De jour en jour, Mme Clinton affiche sa fermeté et dessine une nouvelle politique de dissuasion envers l’Iran, remplaçant l’ancienne politique de dissuasion datant de l’affrontement entre les Etats-Unis et l’Union soviétique.
"Comme lors de la Guerre froide, quand des milliers de missiles étaient pointés vers nous et que nous pointions (des missiles) vers l’Union soviétique, nous devons indiquer très clairement qu’il y a un prix", a répété Mme Clinton lundi sur CNN.
La veille, Mme Clinton avait maintenu sa promesse d’"annihiler" l’Iran. "Pourquoi aurais-je des regrets ? On me demande ce que je ferais si l’Iran attaquait notre allié (Israël), un pays avec lequel beaucoup d’entre nous ont beaucoup de liens et d’affection".
Vali Nasr, professeur à la faculté de droit et de diplomatie à l’Université Tufts, reconnaît dans les propos de Mme Clinton une anticipation sur l’après-Bush: "c’est le début du processus par lequel les Etats-Unis indiquent (..) ce qu’ils feraient s’ils ne pouvaient pas empêcher l’Iran d’acquérir (l’arme) nucléaire".
"Donc en un sens c’est le début de la politique de l’après-Bush envers l’Iran", ajoute-t-il, soulignant qu’à la différence de l’administration Bush, Mme Clinton ne mentionne ni changement de régime ni guerre préventive contre l’Iran, mais une riposte à d’éventuelles actions iraniennes.

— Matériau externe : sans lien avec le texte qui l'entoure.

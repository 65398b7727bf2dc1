//! Tests for Catalog Files and Startup Queries
//!
//! These tests verify:
//! - Catalog files load, validate and resolve end to end
//! - Query strings flow through to the resolved screens
//! - Diagnostics from parsing and resolution share one sink

use std::io::Write;

use screen_selector::{
    AppScreen, CollectingSink, ScreenCatalog, ScreenOverrides, ScreenSelectorError,
    SelectionError, ValidationMode, HOME_SCREEN, INITIAL_SCREEN,
};
use tempfile::NamedTempFile;

const CATALOG_JSON: &str = r#"{
  "name": "Energy Skate Park",
  "home_title": "Home",
  "screens": [
    { "name": "Intro", "description": "Guided introduction" },
    { "name": "Friction" },
    { "name": "Playground" }
  ]
}"#;

fn write_catalog(json: &str) -> NamedTempFile {
    let mut temp_file = NamedTempFile::new().unwrap();
    temp_file.write_all(json.as_bytes()).unwrap();
    temp_file.flush().unwrap();
    temp_file
}

fn load_catalog() -> ScreenCatalog {
    let file = write_catalog(CATALOG_JSON);
    let catalog = ScreenCatalog::load_from_file(file.path()).unwrap();
    catalog.validate().unwrap();
    catalog
}

fn names(screens: &[AppScreen]) -> Vec<&str> {
    screens.iter().map(|s| s.name()).collect()
}

// =============================================================================
// Catalog Files
// =============================================================================

#[test]
fn test_catalog_file_loads_in_declaration_order() {
    let catalog = load_catalog();
    assert_eq!(catalog.name, "Energy Skate Park");
    let declared: Vec<&str> = catalog.screens.iter().map(|s| s.name.as_str()).collect();
    assert_eq!(declared, vec!["Intro", "Friction", "Playground"]);
}

#[test]
fn test_catalog_without_screens_fails_validation() {
    let file = write_catalog(r#"{ "name": "Empty", "screens": [] }"#);
    let catalog = ScreenCatalog::load_from_file(file.path()).unwrap();
    assert!(catalog.validate().is_err());
}

#[test]
fn test_catalog_file_errors_are_typed() {
    let missing = ScreenCatalog::load_from_file("/nonexistent/screens.json");
    assert!(matches!(missing, Err(ScreenSelectorError::Io(_))));

    let file = write_catalog(r#"{ "name": "Broken", "screens": "#);
    let malformed = ScreenCatalog::load_from_file(file.path());
    assert!(matches!(malformed, Err(ScreenSelectorError::Json(_))));

    let file = write_catalog(r#"{ "name": "Twice", "screens": [ { "name": "A" }, { "name": "A" } ] }"#);
    let catalog = ScreenCatalog::load_from_file(file.path()).unwrap();
    assert!(matches!(catalog.validate(), Err(ScreenSelectorError::Catalog(_))));
}

#[test]
fn test_empty_catalog_resolution_is_an_error() {
    let catalog = ScreenCatalog::new("Empty");
    let mut sink = CollectingSink::new();
    let err = catalog
        .resolve(&ScreenOverrides::new(), ValidationMode::Lenient, &mut sink)
        .unwrap_err();
    assert!(matches!(
        err,
        ScreenSelectorError::Selection(SelectionError::EmptyCatalog)
    ));
}

// =============================================================================
// Query Strings
// =============================================================================

#[test]
fn test_query_selects_subset_and_initial_screen() {
    let catalog = load_catalog();
    let mut sink = CollectingSink::new();
    let overrides = ScreenOverrides::from_query(
        "?screens=3,2&initialScreen=2",
        ValidationMode::Strict,
        &mut sink,
    )
    .unwrap();

    let resolved = catalog
        .resolve(&overrides, ValidationMode::Strict, &mut sink)
        .unwrap();

    assert_eq!(names(&resolved.screens), vec!["Home", "Playground", "Friction"]);
    assert_eq!(resolved.initial_screen.name(), "Friction");
    assert_eq!(resolved.initial_index(), 2);
    assert!(sink.is_empty());
}

#[test]
fn test_query_without_home_screen() {
    let catalog = load_catalog();
    let mut sink = CollectingSink::new();
    let overrides =
        ScreenOverrides::from_query("homeScreen=false", ValidationMode::Lenient, &mut sink)
            .unwrap();

    let resolved = catalog
        .resolve(&overrides, ValidationMode::Lenient, &mut sink)
        .unwrap();

    assert_eq!(names(&resolved.screens), vec!["Intro", "Friction", "Playground"]);
    assert_eq!(resolved.initial_screen.name(), "Intro");
}

#[test]
fn test_lenient_query_collects_parse_and_conflict_diagnostics() {
    let catalog = load_catalog();
    let mut sink = CollectingSink::new();
    let overrides = ScreenOverrides::from_query(
        "screens=1,x&homeScreen=false&initialScreen=0",
        ValidationMode::Lenient,
        &mut sink,
    )
    .unwrap();
    assert_eq!(overrides.screens, None);

    let resolved = catalog
        .resolve(&overrides, ValidationMode::Lenient, &mut sink)
        .unwrap();

    assert!(!resolved.has_home_screen());
    assert_eq!(resolved.initial_screen.name(), "Intro");
    // screens parse failure, then the conflict reported against both parameters
    assert_eq!(sink.len(), 3);
    assert_eq!(sink.for_parameter(INITIAL_SCREEN).count(), 1);
    assert_eq!(sink.for_parameter(HOME_SCREEN).count(), 1);
}

#[test]
fn test_strict_conflict_surfaces_as_selection_error() {
    let catalog = load_catalog();
    let mut sink = CollectingSink::new();
    let overrides = ScreenOverrides::new().with_screens(vec![2]).with_initial_screen(0);

    let err = catalog
        .resolve(&overrides, ValidationMode::Strict, &mut sink)
        .unwrap_err();

    assert!(err.to_string().contains("initialScreen=0"));
    assert_eq!(sink.len(), 1);
}

#[test]
fn test_resolved_screens_serialize_to_json() {
    let catalog = load_catalog();
    let mut sink = CollectingSink::new();
    let overrides = ScreenOverrides::new().with_screens(vec![1, 2]);
    let resolved = catalog
        .resolve(&overrides, ValidationMode::Strict, &mut sink)
        .unwrap();

    let json = serde_json::to_value(&resolved).unwrap();
    assert_eq!(json["home_screen"]["kind"], "home");
    assert_eq!(json["home_screen"]["screens"][1], "Friction");
    assert_eq!(json["screens"].as_array().unwrap().len(), 3);
    assert_eq!(json["initial_index"], 0);
}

Barack Obama, qui dispute à Hillary Clinton l’investiture démocrate pour la présidentielle américaine de novembre, a toutefois condamné l’"imprudence" des remarques de sa rivale, qui selon lui la rapprochent de l’administration Bush.
"Le mot ‘annihiler’, c’est le genre de langage qu’on a vu George W. Bush utiliser depuis sept ans, et c’est précisément le genre de langage provocateur que Mme Clinton a reproché à d’autres d’employer, en suggérant que si on est candidat à la présidence, on ne devrait pas provoquer des incidents internationaux", a souligné M. Obama lundi sur CNN.
Il faisait référence à une démarche officielle de l’Iran auprès du Conseil de sécurité, condamnant des propos "provocateurs, injustifiés et irresponsables" de Mme Clinton.
Le commentateur de gauche Steve Clemons, de la New America Foundation, s’inquiète également de voir Mme Clinton jouer sur la peur, "exactement comme (le vice-président Dick) Cheney".
Et M. Clemons d’ajouter que ce n’est pas seulement les électeurs américains, mais aussi les électeurs iraniens, appelés aux urnes dans un an, qui surveillent le débat et risquent d’en tirer des conclusions.
Or d’après lui, "tant Mme Clinton que M. Obama ont été négligents et imprudents dans le choix de leurs mots". Ainsi, "Mme Clinton semble complètement pencher vers les roulements de tambour de la guerre (contre l’Iran), et Obama (…), quand il parle de bombarder le Pakistan ou qu’il dit que la sécurité d’Israël est primordiale, fait aussi mal, parce qu’il sous-entend un faux choix, dans un jeu à somme nulle entre le Moyen-Orient et Israël".
S’indignant que les candidats démocrates se prêtent au jeu de question binaires sur le Moyen-Orient, M. Clemons estime qu’"on a tous de quoi s’inquiéter: Hillary Clinton et Barack Obama ont-ils la maturité pour réfléchir à des questions de sécurité nationale sans donner l’impression qu’ils sont obligés de jouer ce théâtre?".
Quant à la démarche de l’Iran dénonçant les propos de Mme Clinton, il souligne qu’elle est plutôt une bonne nouvelle pour l’ex-Première dame: "si l’un des individus les plus impopulaires au monde, Mahmoud Ahmadinejad, vous crache pratiquement dessus, et vous insulte, cela peut aider Hillary Clinton à établir sa légitimité en tant que commandant en chef", s’amuse-t-il.